• **Exercise objective**:
Go through the data below. Pull out every line that has the word "BarrierError".

• **Stored data entries**:
_ _ _ _ _ _ _
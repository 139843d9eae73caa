use sealbase_barrier::BarrierError;
use sealbase_crypto::CryptoError;
use thiserror::Error;
use uuid::Uuid;

use crate::config::ConfigError;

/// Errors surfaced by the rotation engine and session key store.
#[derive(Debug, Error)]
pub enum EngineError {
    #[error(transparent)]
    Barrier(#[from] BarrierError),

    #[error(transparent)]
    Config(#[from] ConfigError),

    #[error(transparent)]
    Crypto(#[from] CryptoError),

    #[error("max materials reached for elastic key {elastic_key_id} (limit {max})")]
    CapacityExceeded { elastic_key_id: Uuid, max: u32 },

    #[error("elastic key {id} not found")]
    ElasticKeyNotFound { id: Uuid },

    #[error("material key {id} not found")]
    MaterialKeyNotFound { id: Uuid },

    #[error("session key {id} not found")]
    SessionKeyNotFound { id: Uuid },

    #[error("unsupported key algorithm {0:?}")]
    UnsupportedAlgorithm(String),
}

impl From<rusqlite::Error> for EngineError {
    fn from(err: rusqlite::Error) -> Self {
        EngineError::Barrier(BarrierError::from_sqlite(err))
    }
}

impl EngineError {
    /// Whether retrying the whole transaction may succeed.
    pub fn is_retryable(&self) -> bool {
        matches!(self, EngineError::Barrier(err) if err.is_retryable())
    }
}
_ _ _ _ _ _ _
• **Exercise solution**:
use sealbase_barrier::BarrierError;
    Barrier(#[from] BarrierError),
        EngineError::Barrier(BarrierError::from_sqlite(err))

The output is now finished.